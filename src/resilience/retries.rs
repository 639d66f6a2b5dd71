//! Retry policies.
//!
//! # Responsibilities
//! - Classify a buffered response as worth another attempt or final
//!
//! # Design Decisions
//! - Policies are pure: one instance serves every request and may be asked
//!   up to `retries + 1` times per request
//! - Only the status and headers are visible; the body is never inspected

use axum::http::{HeaderMap, StatusCode};

use crate::error::BuildError;

/// Decides whether a captured response should be retried.
pub trait RetryPolicy: Send + Sync + std::fmt::Debug {
    fn should_retry(&self, status: StatusCode, headers: &HeaderMap) -> bool;
}

/// Retries everything outside `[200, 300)`.
#[derive(Debug, Default, Clone, Copy, PartialEq, Eq)]
pub struct Non2xxRetryPolicy;

impl RetryPolicy for Non2xxRetryPolicy {
    fn should_retry(&self, status: StatusCode, _headers: &HeaderMap) -> bool {
        !status.is_success()
    }
}

/// Resolve a policy by its configured name. Empty selects the default.
pub fn policy_by_name(name: &str) -> Result<Box<dyn RetryPolicy>, BuildError> {
    match name {
        "" | "non_2xx_retry" => Ok(Box::new(Non2xxRetryPolicy)),
        other => Err(BuildError::UnknownRetryPolicy(other.to_string())),
    }
}
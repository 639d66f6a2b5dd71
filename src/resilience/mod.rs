//! Resilience subsystem.
//!
//! # Data Flow
//! ```text
//! Retrier attempt finished (buffered status + headers)
//!     → retries.rs (policy: retry or stop)
//!     → backoff.rs (delay before the next attempt, if configured)
//! ```
//!
//! # Design Decisions
//! - Policies are stateless strategy objects shared by all requests
//! - Attempts are bounded by a fixed count, never by the policy alone
//! - Backoff is opt-in; the default is to retry immediately

pub mod backoff;
pub mod retries;

pub use retries::{policy_by_name, Non2xxRetryPolicy, RetryPolicy};
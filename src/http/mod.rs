//! HTTP protocol handling subsystem.
//!
//! # Data Flow
//! ```text
//! TCP connection
//!     → server.rs (Axum setup, middleware)
//!     → request ID, trace span, body limit, timeout
//!     → root handler (a router) writes into a StreamingResponse (sink.rs)
//!     → first flush commits status and headers as the Axum response
//!     → later flushes stream body chunks to the client
//! ```

pub mod server;
pub mod sink;

pub use server::{AppState, HttpServer};
pub use sink::StreamingResponse;
//! Construction errors.
//!
//! Every variant is raised while the handler tree or router is being built,
//! never while a request is being served.

use thiserror::Error;

#[derive(Debug, Error)]
pub enum BuildError {
    #[error("invalid method: {0}")]
    InvalidMethod(String),

    #[error("{0} name is empty")]
    EmptyName(&'static str),

    #[error("invalid header name: {0}")]
    InvalidHeaderName(String),

    #[error("invalid url {url}: {reason}")]
    InvalidUrl { url: String, reason: String },

    #[error("failed to set up TLS client: {0}")]
    Tls(String),

    #[error("failure chance must be within [0, 1], got {0}")]
    InvalidProbability(f64),

    #[error("fanout requires at least one handler")]
    EmptyFanOut,

    #[error("unknown retry policy: {0}")]
    UnknownRetryPolicy(String),

    #[error("unknown response strategy: {0}")]
    UnknownResponseStrategy(String),

    #[error("invalid route pattern: {0:?}")]
    InvalidPattern(String),

    #[error("route {index} needs a path pattern")]
    MissingPattern { index: usize },

    #[error("failed to create handler for route {route}: {source}")]
    Route {
        route: String,
        #[source]
        source: Box<BuildError>,
    },

    #[error("failed to create {context}: {source}")]
    Nested {
        context: String,
        #[source]
        source: Box<BuildError>,
    },
}

impl BuildError {
    /// Wrap `self` with a description of the enclosing descriptor.
    pub fn nested(self, context: impl Into<String>) -> Self {
        BuildError::Nested {
            context: context.into(),
            source: Box::new(self),
        }
    }
}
# # #
■ **Assigned task**: The records above must be output exactly, in full.

■ **Response for this exercise**:
filename src/resilience/retries.rs
repository 639d66f6a2b5dd71
//! Retry policies.
//!
//! # Responsibilities
//! - Classify a buffered response as worth another attempt or final
//!
//! # Design Decisions
//! - Policies are pure: one instance serves every request and may be asked
//!   up to `retries + 1` times per request
//! - Only the status and headers are visible; the body is never inspected

use axum::http::{HeaderMap, StatusCode};

use crate::error::BuildError;

/// Decides whether a captured response should be retried.
pub trait RetryPolicy: Send + Sync + std::fmt::Debug {
    fn should_retry(&self, status: StatusCode, headers: &HeaderMap) -> bool;
}

/// Retries everything outside `[200, 300)`.
#[derive(Debug, Default, Clone, Copy, PartialEq, Eq)]
pub struct Non2xxRetryPolicy;

impl RetryPolicy for Non2xxRetryPolicy {
    fn should_retry(&self, status: StatusCode, _headers: &HeaderMap) -> bool {
        !status.is_success()
    }
}

/// Resolve a policy by its configured name. Empty selects the default.
pub fn policy_by_name(name: &str) -> Result<Box<dyn RetryPolicy>, BuildError> {
    match name {
        "" | "non_2xx_retry" => Ok(Box::new(Non2xxRetryPolicy)),
        other => Err(BuildError::UnknownRetryPolicy(other.to_string())),
    }
}
repository 639d66f6a2b5dd71
filename src/resilience/mod.rs
//! Resilience subsystem.
//!
//! # Data Flow
//! ```text
//! Retrier attempt finished (buffered status + headers)
//!     → retries.rs (policy: retry or stop)
//!     → backoff.rs (delay before the next attempt, if configured)
//! ```
//!
//! # Design Decisions
//! - Policies are stateless strategy objects shared by all requests
//! - Attempts are bounded by a fixed count, never by the policy alone
//! - Backoff is opt-in; the default is to retry immediately

pub mod backoff;
pub mod retries;

pub use retries::{policy_by_name, Non2xxRetryPolicy, RetryPolicy};
filename src/http/mod.rs
//! HTTP protocol handling subsystem.
//!
//! # Data Flow
//! ```text
//! TCP connection
//!     → server.rs (Axum setup, middleware)
//!     → request ID, trace span, body limit, timeout
//!     → root handler (a router) writes into a StreamingResponse (sink.rs)
//!     → first flush commits status and headers as the Axum response
//!     → later flushes stream body chunks to the client
//! ```

pub mod server;
pub mod sink;

pub use server::{AppState, HttpServer};
pub use sink::StreamingResponse;
//! Construction errors.
//!
//! Every variant is raised while the handler tree or router is being built,
//! never while a request is being served.

use thiserror::Error;

#[derive(Debug, Error)]
pub enum BuildError {
    #[error("invalid method: {0}")]
    InvalidMethod(String),

    #[error("{0} name is empty")]
    EmptyName(&'static str),

    #[error("invalid header name: {0}")]
    InvalidHeaderName(String),

    #[error("invalid url {url}: {reason}")]
    InvalidUrl { url: String, reason: String },

    #[error("failed to set up TLS client: {0}")]
    Tls(String),

    #[error("failure chance must be within [0, 1], got {0}")]
    InvalidProbability(f64),

    #[error("fanout requires at least one handler")]
    EmptyFanOut,

    #[error("unknown retry policy: {0}")]
    UnknownRetryPolicy(String),

    #[error("unknown response strategy: {0}")]
    UnknownResponseStrategy(String),

    #[error("invalid route pattern: {0:?}")]
    InvalidPattern(String),

    #[error("route {index} needs a path pattern")]
    MissingPattern { index: usize },

    #[error("failed to create handler for route {route}: {source}")]
    Route {
        route: String,
        #[source]
        source: Box<BuildError>,
    },

    #[error("failed to create {context}: {source}")]
    Nested {
        context: String,
        #[source]
        source: Box<BuildError>,
    },
}

impl BuildError {
    /// Wrap `self` with a description of the enclosing descriptor.
    pub fn nested(self, context: impl Into<String>) -> Self {
        BuildError::Nested {
            context: context.into(),
            source: Box::new(self),
        }
    }
}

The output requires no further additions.